Says film historian Jonathan Kuntz, a professor at UCLA, that these have not been, however, the most controversial ceremonies anywhere near. "Perhaps some of the most serious polemics that have ever occurred were those of the early 1930s [al poco de nacer la gala], during the Great Depression, when there were a lot of industry people in Hollywood, actors, directors and writers, who wanted to boycott the Academy Awards because they considered that the producers, who controlled the academy, were unfairly cutting their salaries ", explains by phone.
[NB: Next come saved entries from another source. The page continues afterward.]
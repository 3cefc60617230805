//! Package sources.
//!
//! A [`Catalog`] answers "which versions of this package does one source
//! offer". Current versions are listed on the source's `src/contrib/` page;
//! superseded ones live under `src/contrib/Archive/<name>/`, arranged by one
//! of the [`ArchiveLayout`] implementations.

mod catalog;
mod layout;

pub use catalog::{ArchiveFile, Catalog, CONTRIB_PATH};
pub use layout::{
    detect_layout, layout_for, undeclared_tarball_dirs, ArchiveLayout, FlatLayout, SegregatedLayout,
};
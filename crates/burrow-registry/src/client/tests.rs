//! Unit tests for the HTTP fetcher

use super::*;

use wiremock::matchers::{method, path};
use wiremock::{Mock, MockServer, ResponseTemplate};

fn fast_retry() -> ClientConfig {
    ClientConfig {
        retry: RetryConfig {
            max_retries: 2,
            initial_delay: Duration::from_millis(1),
            max_delay: Duration::from_millis(5),
            multiplier: 2.0,
        },
        ..ClientConfig::default()
    }
}

#[test]
fn test_retry_config_default() {
    let config = RetryConfig::default();
    assert_eq!(config.max_retries, 3);
    assert_eq!(config.initial_delay, Duration::from_millis(100));
    assert_eq!(config.max_delay, Duration::from_secs(10));
    assert_eq!(config.multiplier, 2.0);
}

#[test]
fn test_invalid_source_url_rejected() {
    let sources = [SourceSpec::new("broken", "not a url")];
    let err = HttpFetcher::new(ClientConfig::default(), &sources).unwrap_err();
    assert!(matches!(err, BurrowError::ConfigValidation { .. }));
}

#[test]
fn test_sources_with_proxy_settings_get_own_client() {
    let sources = [
        SourceSpec::new("cran", "https://cloud.r-project.org/"),
        SourceSpec::new("internal", "https://cran.internal/").with_proxy(ProxySetting::Disabled),
        SourceSpec::new("proxied", "https://mirror.example.org")
            .with_proxy(ProxySetting::Url("http://proxy.example.org:3128".to_string())),
    ];
    let fetcher = HttpFetcher::new(ClientConfig::default(), &sources).unwrap();
    assert_eq!(fetcher.source_clients.len(), 2);
    assert!(fetcher.source_clients.contains_key("https://cran.internal"));
}

#[tokio::test]
async fn test_fetch_success() {
    let mock_server = MockServer::start().await;
    Mock::given(method("GET"))
        .and(path("/src/contrib/"))
        .respond_with(ResponseTemplate::new(200).set_body_string("<html></html>"))
        .mount(&mock_server)
        .await;

    let fetcher = HttpFetcher::new(fast_retry(), &[]).unwrap();
    let bytes = fetcher
        .fetch(&CacheKey::new(mock_server.uri(), "src/contrib/"))
        .await
        .unwrap();
    assert_eq!(bytes, b"<html></html>");
}

#[tokio::test]
async fn test_fetch_not_found_is_not_retried() {
    let mock_server = MockServer::start().await;
    Mock::given(method("GET"))
        .and(path("/src/contrib/Archive/abind/"))
        .respond_with(ResponseTemplate::new(404))
        .expect(1)
        .mount(&mock_server)
        .await;

    let fetcher = HttpFetcher::new(fast_retry(), &[]).unwrap();
    let err = fetcher
        .fetch(&CacheKey::new(mock_server.uri(), "src/contrib/Archive/abind/"))
        .await
        .unwrap_err();
    assert!(err.is_not_found());
}

#[tokio::test]
async fn test_fetch_retries_server_errors() {
    let mock_server = MockServer::start().await;
    Mock::given(method("GET"))
        .and(path("/flaky"))
        .respond_with(ResponseTemplate::new(503))
        .up_to_n_times(1)
        .with_priority(1)
        .mount(&mock_server)
        .await;
    Mock::given(method("GET"))
        .and(path("/flaky"))
        .respond_with(ResponseTemplate::new(200).set_body_bytes(b"ok".to_vec()))
        .with_priority(2)
        .mount(&mock_server)
        .await;

    let fetcher = HttpFetcher::new(fast_retry(), &[]).unwrap();
    let bytes = fetcher
        .fetch(&CacheKey::new(mock_server.uri(), "flaky"))
        .await
        .unwrap();
    assert_eq!(bytes, b"ok");
}

#[tokio::test]
async fn test_fetch_gives_up_after_max_retries() {
    let mock_server = MockServer::start().await;
    Mock::given(method("GET"))
        .and(path("/down"))
        .respond_with(ResponseTemplate::new(500))
        .expect(3)
        .mount(&mock_server)
        .await;

    let fetcher = HttpFetcher::new(fast_retry(), &[]).unwrap();
    let err = fetcher
        .fetch(&CacheKey::new(mock_server.uri(), "down"))
        .await
        .unwrap_err();
    assert!(matches!(err, FetchError::Failed { .. }));
}
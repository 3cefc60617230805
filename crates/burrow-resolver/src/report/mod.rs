//! Resolution progress markers.
//!
//! Every binding is announced once as a fresh marker carrying its version
//! label; later requests for the same name produce a reused marker with the
//! label `...`. Markers are indented by walk depth.

use std::sync::Mutex;

/// One progress event
#[derive(Debug, Clone, PartialEq, Eq)]
pub enum Marker<'a> {
    /// A name was bound for the first time
    Fresh { name: &'a str, label: &'a str },
    /// A bound name was requested again and still fits
    Reused { name: &'a str },
}

/// Receives progress markers from the resolver
pub trait Reporter: Send + Sync {
    fn marker(&self, depth: usize, marker: &Marker<'_>);
}

/// Render a marker as `- name (label)`, indented by `2 + 2 * depth`
pub fn render_marker(depth: usize, marker: &Marker<'_>) -> String {
    let (name, label) = match marker {
        Marker::Fresh { name, label } => (*name, *label),
        Marker::Reused { name } => (*name, "..."),
    };
    format!("{:indent$}- {} ({})", "", name, label, indent = 2 + 2 * depth)
}

/// Discards every marker
#[derive(Debug, Default, Clone, Copy)]
pub struct SilentReporter;

impl Reporter for SilentReporter {
    fn marker(&self, _depth: usize, _marker: &Marker<'_>) {}
}

/// Keeps rendered markers in memory
#[derive(Debug, Default)]
pub struct RecordingReporter {
    lines: Mutex<Vec<String>>,
}

impl RecordingReporter {
    pub fn new() -> Self {
        Self::default()
    }

    pub fn lines(&self) -> Vec<String> {
        self.lines.lock().map(|lines| lines.clone()).unwrap_or_default()
    }
}

impl Reporter for RecordingReporter {
    fn marker(&self, depth: usize, marker: &Marker<'_>) {
        if let Ok(mut lines) = self.lines.lock() {
            lines.push(render_marker(depth, marker));
        }
    }
}

#[cfg(test)]
mod tests {
    use super::*;

    #[test]
    fn test_render_indentation() {
        let fresh = Marker::Fresh {
            name: "dplyr",
            label: "1.1.4",
        };
        assert_eq!(render_marker(0, &fresh), "  - dplyr (1.1.4)");
        assert_eq!(render_marker(2, &fresh), "      - dplyr (1.1.4)");
        assert_eq!(render_marker(1, &Marker::Reused { name: "rlang" }), "    - rlang (...)");
    }

    #[test]
    fn test_recording_reporter() {
        let reporter = RecordingReporter::new();
        reporter.marker(0, &Marker::Fresh { name: "a", label: "1.0" });
        reporter.marker(1, &Marker::Reused { name: "b" });
        assert_eq!(reporter.lines(), vec!["  - a (1.0)", "    - b (...)"]);
    }
}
In 2016, when for the second year in a row there was a single African-American performer nominated, there was also a call for boycott by stars like Spike Lee. The racial trauma accompanies the history of prizes born almost a century ago, when there would still be blacks who had been born slaves and the laws of segregation prevailed. The protest has not only come from the hand of African-Americans. The absence of Marlon Brando in the collection of his Oscar for best actor in 1973 The Godfather figure in the top ten of the political moments of Hollywood, to give the honor to an already famous American Indian who introduced herself as Sacheen Littlefeather and denounced the bad treatment of American Indians in the cinema.

And this, the cinema, also carries a deep political burden, as the prizes, according to some experts, including Claudia Puig, of the Los Angeles Critics Association. Did they have the prizes to Coconut or a The shape of Water something also of political statement? "Some prizes have more than a dose of politics. Coconut It was the best animated film of last year, but to reward a film that celebrated Mexican culture and traditions at a time when the president slandered immigrants horribly of that country was something that the Academy also wanted to do, "he explains by email. Rome, of the Afonso Cuarón, with a string of nomination, is for Puig "a masterpiece". Also, however, it will mean, if he wins, to shed light on the class struggle. Nothing new from at least Charles Chaplin and those sequences of workers on an assembly line.